[Dataset entries]
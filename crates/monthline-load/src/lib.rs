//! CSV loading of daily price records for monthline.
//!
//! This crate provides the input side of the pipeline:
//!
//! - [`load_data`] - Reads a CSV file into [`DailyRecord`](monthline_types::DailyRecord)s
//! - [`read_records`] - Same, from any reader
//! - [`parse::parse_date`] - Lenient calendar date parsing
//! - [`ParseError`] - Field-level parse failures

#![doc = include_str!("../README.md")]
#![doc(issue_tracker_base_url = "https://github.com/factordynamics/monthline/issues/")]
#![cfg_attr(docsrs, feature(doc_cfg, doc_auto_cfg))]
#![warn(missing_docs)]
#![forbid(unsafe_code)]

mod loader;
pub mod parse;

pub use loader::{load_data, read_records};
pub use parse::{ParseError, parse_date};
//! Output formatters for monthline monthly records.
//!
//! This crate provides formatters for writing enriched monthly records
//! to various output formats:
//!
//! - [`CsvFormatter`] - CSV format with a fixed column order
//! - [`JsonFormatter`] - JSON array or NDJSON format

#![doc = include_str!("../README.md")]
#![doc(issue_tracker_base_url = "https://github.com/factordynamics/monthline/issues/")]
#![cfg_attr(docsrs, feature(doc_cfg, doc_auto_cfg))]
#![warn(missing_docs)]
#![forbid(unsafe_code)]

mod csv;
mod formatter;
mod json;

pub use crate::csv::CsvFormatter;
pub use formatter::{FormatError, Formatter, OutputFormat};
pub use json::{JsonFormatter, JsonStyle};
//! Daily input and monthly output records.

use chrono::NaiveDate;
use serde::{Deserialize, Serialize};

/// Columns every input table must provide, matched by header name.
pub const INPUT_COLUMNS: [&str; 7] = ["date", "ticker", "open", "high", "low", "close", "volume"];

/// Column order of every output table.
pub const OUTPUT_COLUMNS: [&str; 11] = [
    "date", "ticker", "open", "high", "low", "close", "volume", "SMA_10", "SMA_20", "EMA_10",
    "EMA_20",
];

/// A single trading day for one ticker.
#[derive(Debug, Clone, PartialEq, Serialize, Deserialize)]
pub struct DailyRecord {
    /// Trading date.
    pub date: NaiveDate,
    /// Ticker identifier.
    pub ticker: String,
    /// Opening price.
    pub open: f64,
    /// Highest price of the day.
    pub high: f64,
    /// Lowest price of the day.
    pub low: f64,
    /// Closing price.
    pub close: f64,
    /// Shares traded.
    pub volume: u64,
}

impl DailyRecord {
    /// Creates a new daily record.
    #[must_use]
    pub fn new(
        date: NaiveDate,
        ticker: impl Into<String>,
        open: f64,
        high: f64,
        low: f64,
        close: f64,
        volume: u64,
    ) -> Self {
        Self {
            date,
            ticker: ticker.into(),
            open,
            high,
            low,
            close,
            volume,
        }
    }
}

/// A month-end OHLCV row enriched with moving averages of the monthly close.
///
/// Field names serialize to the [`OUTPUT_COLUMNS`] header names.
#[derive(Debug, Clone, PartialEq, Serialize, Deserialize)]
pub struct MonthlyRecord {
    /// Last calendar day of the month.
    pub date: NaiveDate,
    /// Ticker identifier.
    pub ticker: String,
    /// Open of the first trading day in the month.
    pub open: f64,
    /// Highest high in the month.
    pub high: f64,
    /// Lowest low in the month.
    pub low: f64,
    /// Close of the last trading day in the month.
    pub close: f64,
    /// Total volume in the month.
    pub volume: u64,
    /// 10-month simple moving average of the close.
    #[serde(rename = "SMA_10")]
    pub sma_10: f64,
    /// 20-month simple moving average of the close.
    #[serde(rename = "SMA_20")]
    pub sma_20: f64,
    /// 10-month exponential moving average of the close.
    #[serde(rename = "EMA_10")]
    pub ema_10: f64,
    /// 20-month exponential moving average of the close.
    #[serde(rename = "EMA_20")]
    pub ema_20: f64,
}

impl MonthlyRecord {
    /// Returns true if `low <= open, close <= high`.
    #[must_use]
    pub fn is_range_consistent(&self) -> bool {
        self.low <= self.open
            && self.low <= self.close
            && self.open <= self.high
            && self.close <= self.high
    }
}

* * *

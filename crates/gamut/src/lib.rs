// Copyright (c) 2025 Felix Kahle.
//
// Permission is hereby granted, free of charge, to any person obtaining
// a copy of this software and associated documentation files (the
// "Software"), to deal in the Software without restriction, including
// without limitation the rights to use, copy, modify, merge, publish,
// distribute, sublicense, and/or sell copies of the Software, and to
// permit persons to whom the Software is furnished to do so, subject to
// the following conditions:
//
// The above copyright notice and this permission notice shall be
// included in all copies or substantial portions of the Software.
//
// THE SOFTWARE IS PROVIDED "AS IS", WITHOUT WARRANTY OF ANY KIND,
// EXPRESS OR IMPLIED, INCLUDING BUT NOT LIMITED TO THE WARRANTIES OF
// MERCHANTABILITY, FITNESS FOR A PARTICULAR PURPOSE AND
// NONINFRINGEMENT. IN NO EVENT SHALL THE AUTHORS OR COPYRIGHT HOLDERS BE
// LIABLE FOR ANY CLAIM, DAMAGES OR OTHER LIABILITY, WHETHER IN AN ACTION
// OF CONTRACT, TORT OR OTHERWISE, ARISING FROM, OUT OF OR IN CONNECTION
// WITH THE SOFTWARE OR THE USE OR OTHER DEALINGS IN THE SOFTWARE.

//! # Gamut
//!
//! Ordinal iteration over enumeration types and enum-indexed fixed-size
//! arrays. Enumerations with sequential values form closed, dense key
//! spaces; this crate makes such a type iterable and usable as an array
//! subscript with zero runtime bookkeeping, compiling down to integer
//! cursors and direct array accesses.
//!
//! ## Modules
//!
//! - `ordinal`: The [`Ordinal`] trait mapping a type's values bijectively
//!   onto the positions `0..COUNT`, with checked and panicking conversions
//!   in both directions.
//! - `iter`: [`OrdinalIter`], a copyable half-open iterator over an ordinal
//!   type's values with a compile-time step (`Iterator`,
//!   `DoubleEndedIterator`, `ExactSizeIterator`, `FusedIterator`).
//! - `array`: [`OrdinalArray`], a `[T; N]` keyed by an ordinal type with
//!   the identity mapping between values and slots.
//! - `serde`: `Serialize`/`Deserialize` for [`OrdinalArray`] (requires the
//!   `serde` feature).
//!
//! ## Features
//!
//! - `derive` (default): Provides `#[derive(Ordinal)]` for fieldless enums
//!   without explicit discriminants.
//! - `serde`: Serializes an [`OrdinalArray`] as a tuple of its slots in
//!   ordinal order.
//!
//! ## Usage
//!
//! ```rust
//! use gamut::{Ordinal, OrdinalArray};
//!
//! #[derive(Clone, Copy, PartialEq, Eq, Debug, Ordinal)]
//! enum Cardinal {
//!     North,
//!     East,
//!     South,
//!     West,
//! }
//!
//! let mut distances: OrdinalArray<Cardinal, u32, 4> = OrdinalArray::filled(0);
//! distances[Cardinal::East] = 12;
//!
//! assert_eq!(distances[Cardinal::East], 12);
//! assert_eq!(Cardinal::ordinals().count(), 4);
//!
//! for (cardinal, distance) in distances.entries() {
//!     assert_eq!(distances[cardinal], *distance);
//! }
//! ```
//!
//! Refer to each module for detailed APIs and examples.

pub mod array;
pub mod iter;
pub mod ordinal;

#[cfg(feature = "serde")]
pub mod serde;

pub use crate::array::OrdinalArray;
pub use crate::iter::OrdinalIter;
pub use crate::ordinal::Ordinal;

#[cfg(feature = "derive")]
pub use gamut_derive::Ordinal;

==

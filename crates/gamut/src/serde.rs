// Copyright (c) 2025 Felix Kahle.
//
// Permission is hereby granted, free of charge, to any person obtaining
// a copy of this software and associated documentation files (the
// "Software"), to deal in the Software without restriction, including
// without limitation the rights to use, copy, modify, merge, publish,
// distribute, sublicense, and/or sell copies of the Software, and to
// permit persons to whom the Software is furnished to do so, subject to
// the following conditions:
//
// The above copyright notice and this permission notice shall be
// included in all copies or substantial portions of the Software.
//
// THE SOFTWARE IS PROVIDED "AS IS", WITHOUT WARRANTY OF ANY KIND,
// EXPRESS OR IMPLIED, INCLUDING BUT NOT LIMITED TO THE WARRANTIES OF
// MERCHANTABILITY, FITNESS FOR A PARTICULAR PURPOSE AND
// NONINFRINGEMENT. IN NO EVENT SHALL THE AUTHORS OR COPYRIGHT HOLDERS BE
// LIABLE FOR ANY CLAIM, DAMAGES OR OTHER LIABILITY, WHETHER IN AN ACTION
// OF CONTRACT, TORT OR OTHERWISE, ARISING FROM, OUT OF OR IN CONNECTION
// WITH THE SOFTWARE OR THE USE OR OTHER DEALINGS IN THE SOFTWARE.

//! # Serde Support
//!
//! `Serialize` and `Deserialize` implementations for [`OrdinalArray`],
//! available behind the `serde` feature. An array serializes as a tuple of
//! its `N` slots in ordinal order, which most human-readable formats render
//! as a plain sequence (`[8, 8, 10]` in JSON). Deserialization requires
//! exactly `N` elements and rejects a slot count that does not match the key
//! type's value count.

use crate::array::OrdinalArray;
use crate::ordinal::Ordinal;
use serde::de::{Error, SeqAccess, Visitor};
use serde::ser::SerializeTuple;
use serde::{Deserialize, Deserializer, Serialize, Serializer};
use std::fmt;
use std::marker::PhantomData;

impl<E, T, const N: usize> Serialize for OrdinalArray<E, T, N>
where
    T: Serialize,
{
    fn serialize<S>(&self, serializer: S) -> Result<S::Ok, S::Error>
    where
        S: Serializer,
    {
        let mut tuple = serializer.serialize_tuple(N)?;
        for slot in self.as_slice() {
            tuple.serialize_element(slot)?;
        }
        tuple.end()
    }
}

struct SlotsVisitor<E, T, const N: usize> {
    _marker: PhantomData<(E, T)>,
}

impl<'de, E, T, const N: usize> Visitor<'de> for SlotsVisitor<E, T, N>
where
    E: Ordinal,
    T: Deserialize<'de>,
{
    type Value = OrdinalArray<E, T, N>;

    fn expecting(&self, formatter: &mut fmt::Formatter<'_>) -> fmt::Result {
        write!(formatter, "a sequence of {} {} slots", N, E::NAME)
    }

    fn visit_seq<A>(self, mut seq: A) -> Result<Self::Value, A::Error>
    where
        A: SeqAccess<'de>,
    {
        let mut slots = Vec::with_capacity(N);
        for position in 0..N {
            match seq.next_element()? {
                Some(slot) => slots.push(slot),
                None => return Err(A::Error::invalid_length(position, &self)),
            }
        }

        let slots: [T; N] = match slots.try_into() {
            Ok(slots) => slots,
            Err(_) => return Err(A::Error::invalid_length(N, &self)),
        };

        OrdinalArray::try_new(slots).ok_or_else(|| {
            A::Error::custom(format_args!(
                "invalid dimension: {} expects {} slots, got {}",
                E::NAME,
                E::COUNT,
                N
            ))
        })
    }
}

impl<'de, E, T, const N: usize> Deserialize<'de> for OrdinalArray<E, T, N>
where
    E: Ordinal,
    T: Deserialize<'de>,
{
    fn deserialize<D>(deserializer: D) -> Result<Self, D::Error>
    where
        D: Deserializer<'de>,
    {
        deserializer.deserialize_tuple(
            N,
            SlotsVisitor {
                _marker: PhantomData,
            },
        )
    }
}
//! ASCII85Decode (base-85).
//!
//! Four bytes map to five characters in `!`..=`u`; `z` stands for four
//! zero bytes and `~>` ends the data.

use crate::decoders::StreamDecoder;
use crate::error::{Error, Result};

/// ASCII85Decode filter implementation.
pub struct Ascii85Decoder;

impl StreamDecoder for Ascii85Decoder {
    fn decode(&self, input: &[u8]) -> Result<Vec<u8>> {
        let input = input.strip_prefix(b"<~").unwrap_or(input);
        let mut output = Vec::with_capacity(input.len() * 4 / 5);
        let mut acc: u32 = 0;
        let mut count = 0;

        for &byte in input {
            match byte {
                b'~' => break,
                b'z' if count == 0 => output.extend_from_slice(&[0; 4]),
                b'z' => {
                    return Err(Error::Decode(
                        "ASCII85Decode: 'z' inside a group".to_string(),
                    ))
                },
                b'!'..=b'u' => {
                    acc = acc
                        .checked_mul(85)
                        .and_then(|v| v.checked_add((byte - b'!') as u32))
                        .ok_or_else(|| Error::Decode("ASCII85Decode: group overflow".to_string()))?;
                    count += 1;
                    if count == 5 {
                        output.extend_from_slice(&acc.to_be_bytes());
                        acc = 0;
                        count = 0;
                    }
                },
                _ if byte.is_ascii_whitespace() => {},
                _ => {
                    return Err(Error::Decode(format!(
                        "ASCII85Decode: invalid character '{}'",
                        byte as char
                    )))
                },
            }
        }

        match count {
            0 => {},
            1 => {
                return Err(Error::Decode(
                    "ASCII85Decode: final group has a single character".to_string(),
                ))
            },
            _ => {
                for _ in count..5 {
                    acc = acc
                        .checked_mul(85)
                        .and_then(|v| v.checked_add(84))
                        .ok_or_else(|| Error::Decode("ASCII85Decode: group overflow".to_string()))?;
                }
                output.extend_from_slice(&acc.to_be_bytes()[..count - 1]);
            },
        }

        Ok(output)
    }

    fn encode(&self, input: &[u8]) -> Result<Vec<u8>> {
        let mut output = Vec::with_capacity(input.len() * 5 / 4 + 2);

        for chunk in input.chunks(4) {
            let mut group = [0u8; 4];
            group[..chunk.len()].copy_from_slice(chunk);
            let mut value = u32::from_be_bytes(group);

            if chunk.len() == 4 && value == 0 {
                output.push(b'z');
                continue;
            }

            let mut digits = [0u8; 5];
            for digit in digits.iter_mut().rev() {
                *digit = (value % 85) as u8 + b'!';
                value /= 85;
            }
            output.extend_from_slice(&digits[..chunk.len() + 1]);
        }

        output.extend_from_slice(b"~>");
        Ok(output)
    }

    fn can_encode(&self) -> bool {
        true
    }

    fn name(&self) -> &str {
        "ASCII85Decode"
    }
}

» **Your objective**
Starting at the line above that contains "filename crates/monthline-load/src/lib.rs", write out each line exactly until the line that contains "pub const OUTPUT_COLUMNS: [&str;" has been written, and stop there.

» **Exercise answer**
filename crates/monthline-load/src/lib.rs
//! CSV loading of daily price records for monthline.
//!
//! This crate provides the input side of the pipeline:
//!
//! - [`load_data`] - Reads a CSV file into [`DailyRecord`](monthline_types::DailyRecord)s
//! - [`read_records`] - Same, from any reader
//! - [`parse::parse_date`] - Lenient calendar date parsing
//! - [`ParseError`] - Field-level parse failures

#![doc = include_str!("../README.md")]
#![doc(issue_tracker_base_url = "https://github.com/factordynamics/monthline/issues/")]
#![cfg_attr(docsrs, feature(doc_cfg, doc_auto_cfg))]
#![warn(missing_docs)]
#![forbid(unsafe_code)]

mod loader;
pub mod parse;

pub use loader::{load_data, read_records};
pub use parse::{ParseError, parse_date};
//! Output formatters for monthline monthly records.
//!
//! This crate provides formatters for writing enriched monthly records
//! to various output formats:
//!
//! - [`CsvFormatter`] - CSV format with a fixed column order
//! - [`JsonFormatter`] - JSON array or NDJSON format

#![doc = include_str!("../README.md")]
#![doc(issue_tracker_base_url = "https://github.com/factordynamics/monthline/issues/")]
#![cfg_attr(docsrs, feature(doc_cfg, doc_auto_cfg))]
#![warn(missing_docs)]
#![forbid(unsafe_code)]

mod csv;
mod formatter;
mod json;

pub use crate::csv::CsvFormatter;
pub use formatter::{FormatError, Formatter, OutputFormat};
pub use json::{JsonFormatter, JsonStyle};
//! Daily input and monthly output records.

use chrono::NaiveDate;
use serde::{Deserialize, Serialize};

/// Columns every input table must provide, matched by header name.
pub const INPUT_COLUMNS: [&str; 7] = ["date", "ticker", "open", "high", "low", "close", "volume"];

/// Column order of every output table.
pub const OUTPUT_COLUMNS: [&str; 11] = [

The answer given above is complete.